TIFF on Fire: "Pyromaniac" and "Death in Sarajevo"

Nathaniel R, reporting, still at the Toronto International Film Festival where you'll notice I tend to give dual grades. This is the way to go in the mad rush of festival going. As nourishing as festivals can be from a cinephile, they aren't actually the best climate in which to generate definitive feelings because when you're done with one piece of art you have to rush on to the next one. Here are two films I saw this week that were quite combustible.

Dag lights up a small Norwegian town... unfortunately it's with matches.

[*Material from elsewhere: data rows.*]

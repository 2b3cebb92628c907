use std::fs;
use std::fs::File;
use std::io::{self, Write};
use std::path::{Path, PathBuf};
use std::time::Instant;

use anyhow::{anyhow, Context, Result};
use chrono::{DateTime, Utc};
use clap::{ArgAction, Args, Parser, Subcommand, ValueHint};
use imu_motion::{
    analyze_session, joint_angle_table, load_session_from_base64, load_session_from_texts,
    load_session_from_zip, validate_required_sensors, AnalysisResult, DeviceTag, JointAngleTable,
    Options, Session,
};
use rayon::prelude::*;
use serde::Serialize;
use sha2::{Digest, Sha256};
use tracing::{info, warn};
use tracing_subscriber::EnvFilter;

#[derive(Parser, Debug)]
#[command(author, version, about = "Offline IMU movement analysis CLI", long_about = None)]
struct Cli {
    #[command(subcommand)]
    command: Command,
}

#[derive(Subcommand, Debug)]
enum Command {
    /// Analyse one or more session archives and emit JSON reports
    Analyze(AnalyzeArgs),
    /// Summarise the sensor streams found in each input
    Inspect(InspectArgs),
    /// Export per-frame joint angles of one session as CSV
    Series(SeriesArgs),
}

#[derive(Args, Debug)]
struct OptionArgs {
    /// Options JSON file; flags below override its values
    #[arg(long, value_hint = ValueHint::FilePath)]
    config: Option<PathBuf>,

    /// Body height (meters)
    #[arg(long)]
    height: Option<f64>,

    /// Body mass (kilograms)
    #[arg(long)]
    mass: Option<f64>,

    /// Absolute repetition peak threshold (degrees)
    #[arg(long)]
    threshold: Option<f64>,

    /// Minimum spacing between repetitions (seconds)
    #[arg(long)]
    min_peak_distance: Option<f64>,
}

#[derive(Parser, Debug)]
struct AnalyzeArgs {
    /// ZIP archives, base64 files (with --base64) or directories of sensor CSVs
    #[arg(required = true, value_hint = ValueHint::AnyPath)]
    inputs: Vec<PathBuf>,

    /// Output JSON path (`-` or omitted for stdout)
    #[arg(short, long, value_hint = ValueHint::FilePath)]
    output: Option<PathBuf>,

    /// Treat file inputs as base64-encoded archives
    #[arg(long, action = ArgAction::SetTrue)]
    base64: bool,

    #[command(flatten)]
    options: OptionArgs,

    /// Verbose logging
    #[arg(short, long, action = ArgAction::SetTrue)]
    verbose: bool,
}

#[derive(Parser, Debug)]
struct InspectArgs {
    #[arg(required = true, value_hint = ValueHint::AnyPath)]
    inputs: Vec<PathBuf>,

    /// Report path (`-` or omitted for stdout)
    #[arg(short, long, value_hint = ValueHint::FilePath)]
    output: Option<PathBuf>,

    #[arg(long, action = ArgAction::SetTrue)]
    base64: bool,

    #[arg(short, long, action = ArgAction::SetTrue)]
    verbose: bool,
}

#[derive(Parser, Debug)]
struct SeriesArgs {
    #[arg(value_hint = ValueHint::AnyPath)]
    input: PathBuf,

    /// Output CSV path (`-` for stdout)
    #[arg(short, long, default_value = "angles.csv", value_hint = ValueHint::FilePath)]
    output: PathBuf,

    #[arg(long, action = ArgAction::SetTrue)]
    base64: bool,

    #[command(flatten)]
    options: OptionArgs,

    #[arg(short, long, action = ArgAction::SetTrue)]
    verbose: bool,
}

#[derive(Serialize, Debug)]
struct AnalysisReport {
    input: String,
    sha256: String,
    analyzed_at: DateTime<Utc>,
    result: AnalysisResult,
}

struct LoadedInput {
    session: Session,
    sha256: String,
}

fn main() -> Result<()> {
    let cli = Cli::parse();
    let verbose = match &cli.command {
        Command::Analyze(args) => args.verbose,
        Command::Inspect(args) => args.verbose,
        Command::Series(args) => args.verbose,
    };
    let default_level = if verbose { "debug" } else { "info" };
    let filter =
        EnvFilter::try_from_default_env().unwrap_or_else(|_| EnvFilter::new(default_level));
    let _ = tracing_subscriber::fmt()
        .with_env_filter(filter)
        .with_writer(io::stderr)
        .try_init();

    match cli.command {
        Command::Analyze(args) => handle_analyze(args),
        Command::Inspect(args) => handle_inspect(args),
        Command::Series(args) => handle_series(args),
    }
}

fn build_options(args: &OptionArgs) -> Result<Options> {
    let mut options = match args.config.as_ref() {
        Some(path) => {
            let text = fs::read_to_string(path)
                .with_context(|| format!("failed to read options {}", path.display()))?;
            Options::from_json_str(&text)
                .with_context(|| format!("invalid options in {}", path.display()))?
        }
        None => Options::default(),
    };
    if let Some(height) = args.height {
        options.body_height_m = height;
    }
    if let Some(mass) = args.mass {
        options.body_mass_kg = mass;
    }
    if let Some(threshold) = args.threshold {
        options.peak_threshold_deg = threshold;
    }
    if let Some(distance) = args.min_peak_distance {
        options.min_peak_distance_s = distance;
    }
    options.validate()?;
    Ok(options)
}

fn sha256_hex(bytes: &[u8]) -> String {
    let digest = Sha256::digest(bytes);
    let mut out = String::with_capacity(digest.len() * 2);
    for b in digest {
        use std::fmt::Write;
        let _ = write!(&mut out, "{:02x}", b);
    }
    out
}

fn is_sensor_file(path: &Path) -> bool {
    path.extension()
        .and_then(|ext| ext.to_str())
        .map(|ext| ext.eq_ignore_ascii_case("csv") || ext.eq_ignore_ascii_case("txt"))
        .unwrap_or(false)
}

fn load_directory(dir: &Path) -> Result<LoadedInput> {
    let mut paths: Vec<PathBuf> = fs::read_dir(dir)
        .with_context(|| format!("failed to list {}", dir.display()))?
        .filter_map(|entry| entry.ok().map(|e| e.path()))
        .filter(|p| p.is_file() && is_sensor_file(p))
        .collect();
    paths.sort();
    if paths.is_empty() {
        warn!("No .csv/.txt sensor logs in {}", dir.display());
    }

    let mut hasher = Sha256::new();
    let mut entries = Vec::with_capacity(paths.len());
    for path in &paths {
        let bytes = fs::read(path).with_context(|| format!("failed to read {}", path.display()))?;
        hasher.update(&bytes);
        let name = path
            .file_name()
            .map(|n| n.to_string_lossy().into_owned())
            .unwrap_or_else(|| path.display().to_string());
        entries.push((name, String::from_utf8_lossy(&bytes).into_owned()));
    }
    let digest = hasher.finalize();
    Ok(LoadedInput {
        session: load_session_from_texts(entries),
        sha256: digest.iter().map(|b| format!("{:02x}", b)).collect(),
    })
}

fn load_input(path: &Path, base64: bool) -> Result<LoadedInput> {
    if path.is_dir() {
        return load_directory(path);
    }
    let data = fs::read(path).with_context(|| format!("failed to read {}", path.display()))?;
    let opened = if base64 {
        let text = std::str::from_utf8(&data)
            .with_context(|| format!("{} is not base64 text", path.display()))?;
        load_session_from_base64(text)
    } else {
        load_session_from_zip(&data)
    };
    let session =
        opened.with_context(|| format!("failed to open session {}", path.display()))?;
    Ok(LoadedInput {
        session,
        sha256: sha256_hex(&data),
    })
}

fn open_output(path: Option<&PathBuf>) -> Result<Box<dyn Write>> {
    match path {
        Some(p) if p.as_os_str() != "-" => {
            let file =
                File::create(p).with_context(|| format!("failed to create {}", p.display()))?;
            Ok(Box::new(io::BufWriter::new(file)))
        }
        _ => Ok(Box::new(io::stdout().lock())),
    }
}

fn handle_analyze(args: AnalyzeArgs) -> Result<()> {
    if args.inputs.is_empty() {
        return Err(anyhow!("no inputs supplied"));
    }
    let options = build_options(&args.options)?;

    let t_start = Instant::now();
    let reports = args
        .inputs
        .par_iter()
        .map(|path| -> Result<AnalysisReport> {
            let loaded = load_input(path, args.base64)?;
            let result = analyze_session(&loaded.session, &options)
                .with_context(|| format!("failed to analyse {}", path.display()))?;
            Ok(AnalysisReport {
                input: path.display().to_string(),
                sha256: loaded.sha256,
                analyzed_at: Utc::now(),
                result,
            })
        })
        .collect::<Result<Vec<_>>>()?;
    info!(
        "Analysed {} input(s) in {:.1} ms",
        reports.len(),
        t_start.elapsed().as_secs_f64() * 1000.0
    );

    let mut out = open_output(args.output.as_ref())?;
    serde_json::to_writer_pretty(&mut out, &reports).context("failed to write JSON report")?;
    writeln!(out)?;
    out.flush()?;
    if let Some(path) = args.output.as_ref().filter(|p| p.as_os_str() != "-") {
        info!("Report written: {}", path.display());
    }
    Ok(())
}

fn inspect_report(path: &Path, loaded: &LoadedInput) -> String {
    let session = &loaded.session;
    let mut report = String::new();
    report.push_str(&format!("== {} ==\n", path.display()));
    report.push_str(&format!("  sha256: {}\n", loaded.sha256));

    for tag in DeviceTag::ALL {
        let Some(stream) = session.stream(tag) else {
            continue;
        };
        let duration = stream.duration_s();
        let rate = if duration > 0.0 {
            (stream.len() - 1) as f64 / duration
        } else {
            0.0
        };
        report.push_str(&format!(
            "  [{}] {}: {} samples, {:.2} s, {:.1} Hz\n",
            tag.number(),
            tag.segment(),
            stream.len(),
            duration,
            rate
        ));
    }

    let validation = validate_required_sensors(session);
    let missing: Vec<&str> = validation.missing.iter().map(|s| s.name()).collect();
    report.push_str(&format!(
        "  missing: {}\n",
        if missing.is_empty() {
            "none".to_string()
        } else {
            missing.join(", ")
        }
    ));
    let status = |ok: bool| if ok { "complete" } else { "incomplete" };
    report.push_str(&format!(
        "  right knee pairing: {}\n  left knee pairing: {}\n",
        status(validation.right_knee_complete),
        status(validation.left_knee_complete)
    ));
    if !session.notes.is_empty() {
        report.push_str("  notes:\n");
        for note in &session.notes {
            report.push_str(&format!("    - {}: {}\n", note.entry, note.issue));
        }
    }
    report.push('\n');
    report
}

fn handle_inspect(args: InspectArgs) -> Result<()> {
    let sections = args
        .inputs
        .par_iter()
        .map(|path| -> Result<String> {
            let loaded = load_input(path, args.base64)?;
            Ok(inspect_report(path, &loaded))
        })
        .collect::<Result<Vec<_>>>()?;

    let mut out = open_output(args.output.as_ref())?;
    for section in sections {
        out.write_all(section.as_bytes())?;
    }
    out.flush()?;
    Ok(())
}

fn write_series_rows<W: Write>(table: &JointAngleTable, writer: &mut csv::Writer<W>) -> Result<()> {
    let columns = table.columns();
    let mut header = vec!["t_s"];
    header.extend(columns.iter().map(|(name, _)| *name));
    writer.write_record(&header)?;

    for (i, t) in table.t.iter().enumerate() {
        let mut row = Vec::with_capacity(columns.len() + 1);
        row.push(format!("{:.6}", t));
        for (_, values) in &columns {
            row.push(format!("{:.4}", values[i]));
        }
        writer.write_record(&row)?;
    }
    writer.flush()?;
    Ok(())
}

fn handle_series(args: SeriesArgs) -> Result<()> {
    let options = build_options(&args.options)?;
    let loaded = load_input(&args.input, args.base64)?;
    let table = joint_angle_table(&loaded.session, &options)
        .with_context(|| format!("failed to compute joint angles for {}", args.input.display()))?;
    if table.is_empty() {
        warn!(
            "No joint angles could be computed for {}",
            args.input.display()
        );
    }

    if args.output.as_os_str() == "-" {
        let stdout = io::stdout();
        let mut writer = csv::Writer::from_writer(stdout.lock());
        write_series_rows(&table, &mut writer)?;
    } else {
        let file = File::create(&args.output)
            .with_context(|| format!("failed to create {}", args.output.display()))?;
        let mut writer = csv::Writer::from_writer(file);
        write_series_rows(&table, &mut writer)?;
        info!(
            "Joint angles written: {} ({} frames)",
            args.output.display(),
            table.len()
        );
    }
    Ok(())
}

#[cfg(test)]
mod tests {
    use super::*;
    use imu_motion::JointPair;

    fn no_overrides() -> OptionArgs {
        OptionArgs {
            config: None,
            height: None,
            mass: None,
            threshold: None,
            min_peak_distance: None,
        }
    }

    #[test]
    fn test_flags_override_defaults() {
        let args = OptionArgs {
            height: Some(1.62),
            threshold: Some(20.0),
            ..no_overrides()
        };
        let options = build_options(&args).unwrap();
        assert_eq!(options.body_height_m, 1.62);
        assert_eq!(options.peak_threshold_deg, 20.0);
        assert_eq!(options.body_mass_kg, 70.0);
    }

    #[test]
    fn test_invalid_override_is_rejected() {
        let args = OptionArgs {
            mass: Some(0.0),
            ..no_overrides()
        };
        assert!(build_options(&args).is_err());
    }

    #[test]
    fn test_sha256_hex() {
        assert_eq!(
            sha256_hex(b"abc"),
            "ba7816bf8f01cfea414140de5dae2223b00361a396177a9cb410ff61f20015ad"
        );
    }

    #[test]
    fn test_series_csv_layout() {
        let table = JointAngleTable {
            t: vec![0.0, 0.5],
            knee: JointPair {
                left: None,
                right: Some(vec![1.0, 2.0]),
            },
            hip: JointPair {
                left: Some(vec![-1.0, 0.25]),
                right: None,
            },
        };
        let mut writer = csv::Writer::from_writer(Vec::new());
        write_series_rows(&table, &mut writer).unwrap();
        let text = String::from_utf8(writer.into_inner().unwrap()).unwrap();
        let lines: Vec<&str> = text.lines().collect();
        assert_eq!(lines[0], "t_s,knee_right_deg,hip_left_deg");
        assert_eq!(lines[2], "0.500000,2.0000,0.2500");
    }
}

Pyromaniac (Dir. Erik Skjoldbjaerg, Norway)
One of Norway's best known directors (Pioneer, Insomnia) is back with another unsettling thriller. The peculiar dichotomy of a fireman who also sets fires is the focus. Create your own dream job, they do always say. Dag (Trond Nillsen, King of Devil's Island) is the son of the local firechief and when he returns to his hometown after military service a small town is suddenly plagued by arson, first in the woods but slowly closing in on actual residences. As fires go this thriller doesn't build to an inferno, as a more traditional movie might, so much as it threatens to consistent. Like someone waiting with gasoline by a small fire. The result is a discomforting slow burn, elevated considerably by artful intuitive detours with female characters. These don't serve the plot so much as bring humanity up face-to-face with inexplicable evil; some see it for what it is (one scene with a piercing scream and a lit match is absolutely terrifying), others flippantly dismiss it. Dag's own mother (a great Liv Bernhort Osa) is handed the painful evasive denouement. [Trivia Note: Strangely Norway has yet to submit Skjoldbjaerg for the Oscar race in Best Foreign Language Film though he's been a finalist before and was again this year. They didn't even submit him for his international breakthrough Insomnia (1997) famously remade by Christopher Nolan a few years later.] B/B+

a talk show host and her volatile guest come to fascinating verbal blows

Death in Sarajevo (Dir. Danis Tanovic, Bosnia & Herzegovina)
Bosnia & Herzegovina's Oscar Submission
Danis Tanovic came to fame with the anti-war drama No Man's Land (2001) which took the Oscar for Best Foreign Language Film in its day. Fifteen years later Tanovic is still committed to deeply felt statement films and still righteously angry about senseless wars. The entire film takes place within a cash-poor luxury hotel in Sarajevo that will soon host a meeting of European dignitaries. Everyone is on edge, nobody is getting paid, the workers are ready to strike, and guests are arriving. Though the film beguns with the taping of a talk show on the violent cycles in South Slavic history, fears that this might be little more than educational history lesson were quickly assuaged by strong storytelling and multiple interesting characters like the hotel's laundress, a lovelorn cook, an ambitious female manager, and the cerebral but fierce talk show host and a guest she berates as a "thug" who fits this description but is multi-faceted, too. In one witty but distressing bit another guest of the talk show praises the affect of all the civil wars on the Bosnian people  'it protects us from uniformity of thought.' Uniformity of thought is not a problem with these characters. We know that all the separate stories with their personal dramas and opposing agendas we'll eventually collide (that's what happens in this subgenre of drama) but it's still fascinating to watch them braid together and Tanovic does this artfully. Some of the political content still went over my American head -- especially the story of a man rehearsing a political speech (the film is based on a one man show "Hotel Europe" and this section seemed to be the most direct lift). But as with all fine political dramas, this one understands that politics is personal and vice versa. B/B+ 

more TIFF reviews

Tuesday
Sep132016

TIFF: Isabelle Huppert is "Elle"

Nathaniel R reporting from the Toronto International Film Festival (Sept 8th-18th)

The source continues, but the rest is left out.